Bad Bergzabern () is a municipality in the Südliche Weinstraße district, on the German Wine Route in Rhineland-Palatinate, Germany. It is situated near the border with France, on the south-eastern edge of the Palatinate forest, approximately  southwest of Landau.

Bad Bergzabern is the seat of the Verbandsgemeinde ("collective municipality") Bad Bergzabern.

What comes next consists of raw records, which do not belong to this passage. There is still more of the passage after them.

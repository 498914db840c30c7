/// Minimal LIFO container backed by a `Vec`.
#[derive(Debug, Clone, PartialEq, Eq)]
pub struct Stack<T> {
    items: Vec<T>,
}

impl<T> Stack<T> {
    pub fn new() -> Self {
        Self { items: Vec::new() }
    }

    pub fn push(&mut self, item: T) {
        self.items.push(item);
    }

    /// Remove and return the top element, or `None` when empty.
    pub fn pop(&mut self) -> Option<T> {
        self.items.pop()
    }

    /// Borrow the top element, or `None` when empty.
    pub fn top(&self) -> Option<&T> {
        self.items.last()
    }

    pub fn len(&self) -> usize {
        self.items.len()
    }

    pub fn is_empty(&self) -> bool {
        self.items.is_empty()
    }
}

impl<T> Default for Stack<T> {
    fn default() -> Self {
        Self::new()
    }
}

impl<T> FromIterator<T> for Stack<T> {
    /// Items are pushed in iteration order, so the last one ends up on top.
    fn from_iter<I: IntoIterator<Item = T>>(iter: I) -> Self {
        Self {
            items: iter.into_iter().collect(),
        }
    }
}

#[cfg(test)]
mod tests {
    use super::*;
    use pretty_assertions::assert_eq;

    #[test]
    fn test_push_pop_order() {
        let mut stack = Stack::new();
        stack.push(1);
        stack.push(2);
        stack.push(3);
        assert_eq!(stack.len(), 3);
        assert_eq!(stack.pop(), Some(3));
        assert_eq!(stack.pop(), Some(2));
        assert_eq!(stack.top(), Some(&1));
        assert_eq!(stack.pop(), Some(1));
        assert!(stack.is_empty());
    }

    #[test]
    fn test_empty_stack() {
        let mut stack: Stack<u8> = Stack::default();
        assert_eq!(stack.top(), None);
        assert_eq!(stack.pop(), None);
    }

    #[test]
    fn test_from_iter_last_on_top() {
        let stack: Stack<&str> = ["bottom", "top"].into_iter().collect();
        assert_eq!(stack.top(), Some(&"top"));
    }
}
//! Property-based tests for template parsing
//!
//! Generated templates are built from well-formed pieces only:
//! - Content runs that never start with a key character or `{`
//! - Placeholders `\@key`
//! - Balanced tag pairs `\@key{ ... \@}` wrapping nested pieces

use proptest::prelude::*;
use stencil_lexer::TemplateKind;
use stencil_parser::{parse, SyntaxError};

/// Generate valid key names
fn key_strategy() -> impl Strategy<Value = String> {
    "[a-zA-Z0-9._-]{1,8}"
}

/// Generate content runs, sometimes carrying an escaped backslash
fn content_strategy() -> impl Strategy<Value = String> {
    prop_oneof![
        "[ <>/=\n][a-zA-Z0-9 <>/=.@{}\n]{0,12}",
        "[ <>/=][a-z ]{0,6}".prop_map(|s| format!("{s}\\\\")),
    ]
}

fn placeholder_strategy() -> impl Strategy<Value = String> {
    key_strategy().prop_map(|k| format!("\\@{k}"))
}

/// Generate a whole template by nesting pieces
fn template_strategy() -> impl Strategy<Value = String> {
    let leaf = prop_oneof![content_strategy(), placeholder_strategy()];
    leaf.prop_recursive(4, 48, 6, |inner| {
        prop_oneof![
            prop::collection::vec(inner.clone(), 0..6).prop_map(|parts| parts.concat()),
            (key_strategy(), prop::collection::vec(inner, 0..4))
                .prop_map(|(k, parts)| format!("\\@{k}{{{}\\@}}", parts.concat())),
        ]
    })
}

proptest! {
    #[test]
    fn well_formed_templates_round_trip(source in template_strategy()) {
        let tokens = parse(&source).unwrap();
        let rebuilt: String = tokens.iter().map(|t| t.text.as_str()).collect();
        prop_assert_eq!(rebuilt, source);
    }

    #[test]
    fn tags_stay_balanced(source in template_strategy()) {
        let tokens = parse(&source).unwrap();
        let mut depth: i64 = 0;
        for token in &tokens {
            match token.kind {
                TemplateKind::OpenKey => depth += 1,
                TemplateKind::CloseKey => depth -= 1,
                _ => {}
            }
            prop_assert!(depth >= 0);
        }
        prop_assert_eq!(depth, 0);
    }

    #[test]
    fn positions_never_go_backwards(source in template_strategy()) {
        let tokens = parse(&source).unwrap();
        for pair in tokens.windows(2) {
            let (a, b) = (&pair[0], &pair[1]);
            prop_assert!(b.line > a.line || (b.line == a.line && b.column >= a.column));
        }
    }

    #[test]
    fn unclosed_tag_ends_with_premature_end(prefix in template_strategy(), key in key_strategy()) {
        let source = format!("{prefix}\\@{key}{{");
        let errors = parse(&source).unwrap_err();
        prop_assert_eq!(errors.last(), Some(&SyntaxError::PrematureEndOfInput));
    }

    #[test]
    fn arbitrary_input_never_panics(source in "[a-z\\\\@{}\n ]{0,40}") {
        match parse(&source) {
            Ok(tokens) => {
                let rebuilt: String = tokens.iter().map(|t| t.text.as_str()).collect();
                prop_assert_eq!(rebuilt, source);
            }
            Err(errors) => prop_assert!(!errors.is_empty()),
        }
    }
}
use std::collections::HashMap;
use std::fmt;

/// Column counts of completed lines, keyed by 1-based line number.
///
/// Only needed so that [`Position::retreat`] can step back over a newline.
pub type LineWidths = HashMap<usize, usize>;

/// A position in source text: byte offset plus 1-based line and column.
///
/// Columns count bytes; sources are expected to use single-byte characters
/// and `\n` line breaks.
#[derive(Debug, Clone, Copy, PartialEq, Eq)]
pub struct Position {
    pub offset: usize,
    pub line: usize,
    pub column: usize,
}

impl Position {
    /// The position of the first byte of any source.
    pub const START: Position = Position {
        offset: 0,
        line: 1,
        column: 1,
    };

    pub fn new(offset: usize, line: usize, column: usize) -> Self {
        Self {
            offset,
            line,
            column,
        }
    }

    /// The position right after `byte`, assuming `byte` sits at `self`.
    pub fn advance(self, byte: u8) -> Self {
        if byte == b'\n' {
            Self::new(self.offset + 1, self.line + 1, 1)
        } else {
            Self::new(self.offset + 1, self.line, self.column + 1)
        }
    }

    /// The position one byte back. Crossing a line boundary restores the
    /// column the newline was found at, as recorded in `widths`.
    pub fn retreat(self, widths: &LineWidths) -> Self {
        if self.offset == 0 {
            return self;
        }

        if self.column == 1 {
            let line = self.line.saturating_sub(1).max(1);
            let column = widths.get(&line).copied().unwrap_or(1);
            Self::new(self.offset - 1, line, column)
        } else {
            Self::new(self.offset - 1, self.line, self.column - 1)
        }
    }
}

impl Default for Position {
    fn default() -> Self {
        Self::START
    }
}

/// A token kind belonging to some grammar instance.
///
/// Every instance reserves two kinds: end of input and unrecognized input.
pub trait Terminal: Copy + Eq + fmt::Debug + 'static {
    const END_OF_INPUT: Self;
    const UNRECOGNIZED: Self;

    /// Stable textual name, used in diagnostics.
    fn name(self) -> &'static str;
}

/// A token produced by the lexer. Immutable once created.
#[derive(Debug, Clone, PartialEq, Eq)]
pub struct Token<K> {
    pub kind: K,
    pub text: String,
    pub line: usize,
    pub column: usize,
}

impl<K: Terminal> Token<K> {
    pub fn new(kind: K, text: impl Into<String>, line: usize, column: usize) -> Self {
        Self {
            kind,
            text: text.into(),
            line,
            column,
        }
    }

    pub fn is_end_of_input(&self) -> bool {
        self.kind == K::END_OF_INPUT
    }

    /// The token text cut to at most `max` characters, without any marker.
    pub fn truncated_text(&self, max: usize) -> String {
        self.text.chars().take(max).collect()
    }
}

impl<K: Terminal> fmt::Display for Token<K> {
    fn fmt(&self, f: &mut fmt::Formatter<'_>) -> fmt::Result {
        write!(
            f,
            "[{}, {}, {}] \"{}\"",
            self.kind.name(),
            self.line,
            self.column,
            self.text
        )
    }
}

#[cfg(test)]
mod tests {
    use super::*;
    use pretty_assertions::assert_eq;

    #[derive(Debug, Clone, Copy, PartialEq, Eq)]
    enum Kind {
        Word,
        End,
        Junk,
    }

    impl Terminal for Kind {
        const END_OF_INPUT: Self = Kind::End;
        const UNRECOGNIZED: Self = Kind::Junk;

        fn name(self) -> &'static str {
            match self {
                Kind::Word => "WORD",
                Kind::End => "END",
                Kind::Junk => "JUNK",
            }
        }
    }

    // =========================================================================
    // Position arithmetic
    // =========================================================================

    #[test]
    fn test_advance_same_line() {
        let pos = Position::START.advance(b'a').advance(b'b');
        assert_eq!(pos, Position::new(2, 1, 3));
    }

    #[test]
    fn test_advance_newline() {
        let pos = Position::START.advance(b'a').advance(b'\n');
        assert_eq!(pos, Position::new(2, 2, 1));
    }

    #[test]
    fn test_retreat_same_line() {
        let pos = Position::new(2, 1, 3).retreat(&LineWidths::new());
        assert_eq!(pos, Position::new(1, 1, 2));
    }

    #[test]
    fn test_retreat_across_newline() {
        let mut widths = LineWidths::new();
        widths.insert(1, 4);
        let pos = Position::new(4, 2, 1).retreat(&widths);
        assert_eq!(pos, Position::new(3, 1, 4));
    }

    #[test]
    fn test_retreat_at_start_is_noop() {
        assert_eq!(Position::START.retreat(&LineWidths::new()), Position::START);
    }

    // =========================================================================
    // Tokens
    // =========================================================================

    #[test]
    fn test_display() {
        let token = Token::new(Kind::Word, "hello", 3, 7);
        assert_eq!(token.to_string(), "[WORD, 3, 7] \"hello\"");
    }

    #[test]
    fn test_truncated_text() {
        let token = Token::new(Kind::Junk, "abcdefghijklmnopqrstuvwxyz", 1, 1);
        assert_eq!(token.truncated_text(20), "abcdefghijklmnopqrst");
        assert_eq!(Token::new(Kind::Word, "short", 1, 1).truncated_text(20), "short");
    }

    #[test]
    fn test_end_of_input() {
        assert!(Token::new(Kind::End, "", 1, 1).is_end_of_input());
        assert!(!Token::new(Kind::Word, "x", 1, 1).is_end_of_input());
    }
}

Bad Bergzabern has a tradition as a holiday destination and contains various half-timbered houses from the seventeenth and eighteenth centuries. Of particular note from an earlier century is the Gasthaus Zum Engel (1579), which has been described as the most beautiful renaissance building in the entire region.

History
In the sixteenth century local scholars were keen to assert that the town had been founded under the Romans, and sources from this period refer to the medieval Latin name as Tabernae Montanae (trans. "taverns of the mountains"). Although the area was indeed under the control of the Roman empire around the beginning of our era, evidence does not support the notion that Bad Bergzabern had its own origins so far back.

In 1676, during the Franco-Dutch War, the French under Louis XIV infamously laid waste the Palatinate region as part of a scheme to enlarge France. Much of Bad Bergzabern was destroyed in the process. One of the few buildings that did survive the French king's torching of the town was the local duke's administrative office, which later became the Gasthaus zum Engel.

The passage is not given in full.